PROBLEM REQUIREMENTS: Which of the lines below hold "impl"? Please return each one.
*** Opening of GIVEN ENTRIES ***
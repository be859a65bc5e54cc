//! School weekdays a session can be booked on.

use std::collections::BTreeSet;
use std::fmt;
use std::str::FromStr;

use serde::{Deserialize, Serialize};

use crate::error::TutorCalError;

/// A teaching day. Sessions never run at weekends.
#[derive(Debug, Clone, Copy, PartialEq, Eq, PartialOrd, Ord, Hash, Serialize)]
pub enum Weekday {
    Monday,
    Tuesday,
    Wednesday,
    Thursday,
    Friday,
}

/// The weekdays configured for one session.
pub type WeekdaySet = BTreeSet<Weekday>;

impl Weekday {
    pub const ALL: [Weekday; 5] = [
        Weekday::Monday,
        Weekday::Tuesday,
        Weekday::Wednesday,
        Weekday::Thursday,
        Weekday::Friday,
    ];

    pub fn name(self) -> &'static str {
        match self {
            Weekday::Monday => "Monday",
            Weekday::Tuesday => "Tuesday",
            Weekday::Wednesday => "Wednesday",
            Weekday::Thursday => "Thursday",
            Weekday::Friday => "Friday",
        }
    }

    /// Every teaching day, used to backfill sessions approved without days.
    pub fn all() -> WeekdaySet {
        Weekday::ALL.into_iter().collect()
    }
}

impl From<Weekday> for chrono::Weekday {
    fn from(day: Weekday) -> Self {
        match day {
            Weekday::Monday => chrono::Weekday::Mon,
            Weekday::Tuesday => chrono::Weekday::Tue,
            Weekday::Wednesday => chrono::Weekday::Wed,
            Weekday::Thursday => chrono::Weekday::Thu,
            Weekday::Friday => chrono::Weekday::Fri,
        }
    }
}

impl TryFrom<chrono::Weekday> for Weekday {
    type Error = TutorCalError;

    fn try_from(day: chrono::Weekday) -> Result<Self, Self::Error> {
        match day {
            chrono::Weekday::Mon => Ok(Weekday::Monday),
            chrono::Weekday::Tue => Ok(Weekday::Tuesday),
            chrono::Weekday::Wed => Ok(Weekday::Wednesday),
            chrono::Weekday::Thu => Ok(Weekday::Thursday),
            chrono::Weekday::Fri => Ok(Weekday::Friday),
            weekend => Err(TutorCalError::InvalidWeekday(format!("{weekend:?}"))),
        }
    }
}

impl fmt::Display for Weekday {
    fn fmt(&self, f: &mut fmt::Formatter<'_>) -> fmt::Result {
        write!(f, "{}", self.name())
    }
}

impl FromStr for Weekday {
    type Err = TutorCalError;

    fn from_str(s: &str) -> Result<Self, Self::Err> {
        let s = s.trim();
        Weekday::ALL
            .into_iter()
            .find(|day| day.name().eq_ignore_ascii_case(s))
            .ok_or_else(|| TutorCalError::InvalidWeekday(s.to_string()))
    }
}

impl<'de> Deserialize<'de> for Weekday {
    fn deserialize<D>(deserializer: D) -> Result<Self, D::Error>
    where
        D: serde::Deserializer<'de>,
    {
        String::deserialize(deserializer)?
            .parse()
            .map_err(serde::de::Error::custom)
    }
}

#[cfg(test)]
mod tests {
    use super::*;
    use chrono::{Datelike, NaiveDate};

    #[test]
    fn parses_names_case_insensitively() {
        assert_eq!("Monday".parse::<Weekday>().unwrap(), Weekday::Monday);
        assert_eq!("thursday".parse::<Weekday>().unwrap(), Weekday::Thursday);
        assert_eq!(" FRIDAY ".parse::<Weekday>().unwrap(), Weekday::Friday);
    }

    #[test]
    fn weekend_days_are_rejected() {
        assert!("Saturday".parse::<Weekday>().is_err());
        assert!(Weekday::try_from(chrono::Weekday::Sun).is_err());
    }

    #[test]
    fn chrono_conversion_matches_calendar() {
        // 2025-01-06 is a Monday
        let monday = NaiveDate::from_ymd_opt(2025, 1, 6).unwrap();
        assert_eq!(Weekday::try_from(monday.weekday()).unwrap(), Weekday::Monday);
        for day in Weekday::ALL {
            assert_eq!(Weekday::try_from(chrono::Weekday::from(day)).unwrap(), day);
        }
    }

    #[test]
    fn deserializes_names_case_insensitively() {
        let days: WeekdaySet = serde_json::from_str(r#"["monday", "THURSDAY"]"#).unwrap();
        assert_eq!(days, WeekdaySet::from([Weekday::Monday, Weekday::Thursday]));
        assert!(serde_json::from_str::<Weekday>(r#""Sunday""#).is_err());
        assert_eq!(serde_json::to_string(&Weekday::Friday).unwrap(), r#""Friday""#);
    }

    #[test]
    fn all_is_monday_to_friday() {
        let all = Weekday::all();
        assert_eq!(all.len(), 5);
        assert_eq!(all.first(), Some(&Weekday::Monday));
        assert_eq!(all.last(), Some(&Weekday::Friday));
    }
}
*** Close of GIVEN ENTRIES ***
OUTPUT FOR THIS TASK:
impl Weekday {
impl From<Weekday> for chrono::Weekday {
impl TryFrom<chrono::Weekday> for Weekday {
impl fmt::Display for Weekday {
impl FromStr for Weekday {
impl<'de> Deserialize<'de> for Weekday {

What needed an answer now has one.